[SUPPLIED RECORDS — start]
//! Database module for calwatch.
//!
//! Provides SQLite storage with embedded migrations.

mod models;
mod store;

pub use models::*;
pub use store::*;
//! Fakes shared by unit tests.

use crate::calendar::{FetchError, IdentifierResolver, ResolveError, Snapshot, SnapshotProvider};
use crate::db::{CycleCommit, DbError, HistoryEntry, NewWatch, Store, Watch, WatchStore};
use crate::notify::{Notifier, NotifyError};
use crate::scheduler::Clock;

use async_trait::async_trait;
use chrono::{DateTime, Duration, Utc};
use std::collections::{HashMap, HashSet};
use std::sync::Mutex;
use tempfile::NamedTempFile;

/// Clock that only moves when told to.
pub struct ManualClock(Mutex<DateTime<Utc>>);

impl ManualClock {
    pub fn new(start: DateTime<Utc>) -> Self {
        Self(Mutex::new(start))
    }

    pub fn advance(&self, by: Duration) {
        let mut now = self.0.lock().unwrap();
        *now += by;
    }
}

impl Clock for ManualClock {
    fn now(&self) -> DateTime<Utc> {
        *self.0.lock().unwrap()
    }
}

/// Resolver answering from a fixed table; unknown targets fail.
#[derive(Default)]
pub struct FakeResolver {
    ids: Mutex<HashMap<String, String>>,
    pub calls: Mutex<Vec<String>>,
}

impl FakeResolver {
    pub fn with(self, target_ref: &str, id: &str) -> Self {
        self.ids
            .lock()
            .unwrap()
            .insert(target_ref.to_string(), id.to_string());
        self
    }

    pub fn call_count(&self) -> usize {
        self.calls.lock().unwrap().len()
    }
}

#[async_trait]
impl IdentifierResolver for FakeResolver {
    async fn resolve(&self, target_ref: &str) -> Result<String, ResolveError> {
        self.calls.lock().unwrap().push(target_ref.to_string());
        self.ids
            .lock()
            .unwrap()
            .get(target_ref)
            .cloned()
            .ok_or_else(|| ResolveError::NotFound(target_ref.to_string()))
    }
}

/// Provider serving whatever snapshot is currently set per id.
///
/// Ids without a snapshot fail with a network error; ids marked as hanging
/// never answer and ids marked as crashing panic.
#[derive(Default)]
pub struct FakeProvider {
    snapshots: Mutex<HashMap<String, Snapshot>>,
    hanging: Mutex<HashSet<String>>,
    crashing: Mutex<HashSet<String>>,
    pub calls: Mutex<Vec<String>>,
}

impl FakeProvider {
    pub fn set(&self, resolved_id: &str, snapshot: Snapshot) {
        self.snapshots
            .lock()
            .unwrap()
            .insert(resolved_id.to_string(), snapshot);
    }

    pub fn fail(&self, resolved_id: &str) {
        self.snapshots.lock().unwrap().remove(resolved_id);
    }

    pub fn hang(&self, resolved_id: &str) {
        self.hanging.lock().unwrap().insert(resolved_id.to_string());
    }

    pub fn crash(&self, resolved_id: &str) {
        self.crashing.lock().unwrap().insert(resolved_id.to_string());
    }

    pub fn call_count(&self) -> usize {
        self.calls.lock().unwrap().len()
    }
}

#[async_trait]
impl SnapshotProvider for FakeProvider {
    async fn fetch(&self, resolved_id: &str) -> Result<Snapshot, FetchError> {
        self.calls.lock().unwrap().push(resolved_id.to_string());
        let hanging = self.hanging.lock().unwrap().contains(resolved_id);
        if hanging {
            std::future::pending::<()>().await;
        }
        let crashing = self.crashing.lock().unwrap().contains(resolved_id);
        if crashing {
            panic!("calendar payload for {} blew up", resolved_id);
        }
        self.snapshots
            .lock()
            .unwrap()
            .get(resolved_id)
            .cloned()
            .ok_or_else(|| FetchError::Network(format!("no route to {}", resolved_id)))
    }
}

/// Notifier that records every message and can be told to fail.
#[derive(Default)]
pub struct RecordingNotifier {
    pub sent: Mutex<Vec<(String, String)>>,
    pub failing: Mutex<bool>,
}

impl RecordingNotifier {
    pub fn messages(&self) -> Vec<(String, String)> {
        self.sent.lock().unwrap().clone()
    }

    pub fn set_failing(&self, failing: bool) {
        *self.failing.lock().unwrap() = failing;
    }
}

#[async_trait]
impl Notifier for RecordingNotifier {
    async fn deliver(&self, endpoint: &str, message: &str) -> Result<(), NotifyError> {
        let failing = *self.failing.lock().unwrap();
        if failing {
            return Err(NotifyError::Rejected(500));
        }
        self.sent
            .lock()
            .unwrap()
            .push((endpoint.to_string(), message.to_string()));
        Ok(())
    }
}

/// Store wrapper that fails cycle commits for selected watches.
pub struct FlakyStore {
    pub inner: Store,
    pub broken: Mutex<HashSet<i64>>,
}

impl FlakyStore {
    pub fn new(inner: Store) -> Self {
        Self {
            inner,
            broken: Mutex::default(),
        }
    }

    pub fn break_watch(&self, id: i64) {
        self.broken.lock().unwrap().insert(id);
    }
}

impl WatchStore for FlakyStore {
    fn add_watch(
        &self,
        watch: &NewWatch,
        check_interval: u32,
        created_at: DateTime<Utc>,
        resolved_id: Option<&str>,
    ) -> Result<Watch, DbError> {
        self.inner
            .add_watch(watch, check_interval, created_at, resolved_id)
    }

    fn get_watches(&self) -> Result<Vec<Watch>, DbError> {
        self.inner.get_watches()
    }

    fn get_watch(&self, id: i64) -> Result<Watch, DbError> {
        self.inner.get_watch(id)
    }

    fn delete_watch(&self, id: i64) -> Result<(), DbError> {
        self.inner.delete_watch(id)
    }

    fn set_resolved_id(&self, id: i64, resolved_id: &str) -> Result<(), DbError> {
        self.inner.set_resolved_id(id, resolved_id)
    }

    fn commit_cycle(&self, commit: &CycleCommit<'_>) -> Result<(), DbError> {
        if self.broken.lock().unwrap().contains(&commit.watch_id) {
            return Err(DbError::Poisoned);
        }
        self.inner.commit_cycle(commit)
    }

    fn get_history(&self, watch_id: i64) -> Result<Vec<HistoryEntry>, DbError> {
        self.inner.get_history(watch_id)
    }
}

/// Fresh on-disk store; keep the temp file alive for the test's duration.
pub fn temp_store() -> (NamedTempFile, Store) {
    let tmp = NamedTempFile::new().unwrap();
    let store = Store::new(tmp.path()).unwrap();
    (tmp, store)
}

pub fn new_watch(target_ref: &str) -> NewWatch {
    NewWatch {
        target_ref: target_ref.to_string(),
        notify_endpoint: format!("{}#hook", target_ref),
        check_interval_seconds: None,
    }
}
[SUPPLIED RECORDS — finish]
Wherever a line in the entries holds "FetchError", copy that line.

» **REPLY**:
use crate::calendar::{FetchError, IdentifierResolver, ResolveError, Snapshot, SnapshotProvider};
    async fn fetch(&self, resolved_id: &str) -> Result<Snapshot, FetchError> {
            .ok_or_else(|| FetchError::Network(format!("no route to {}", resolved_id)))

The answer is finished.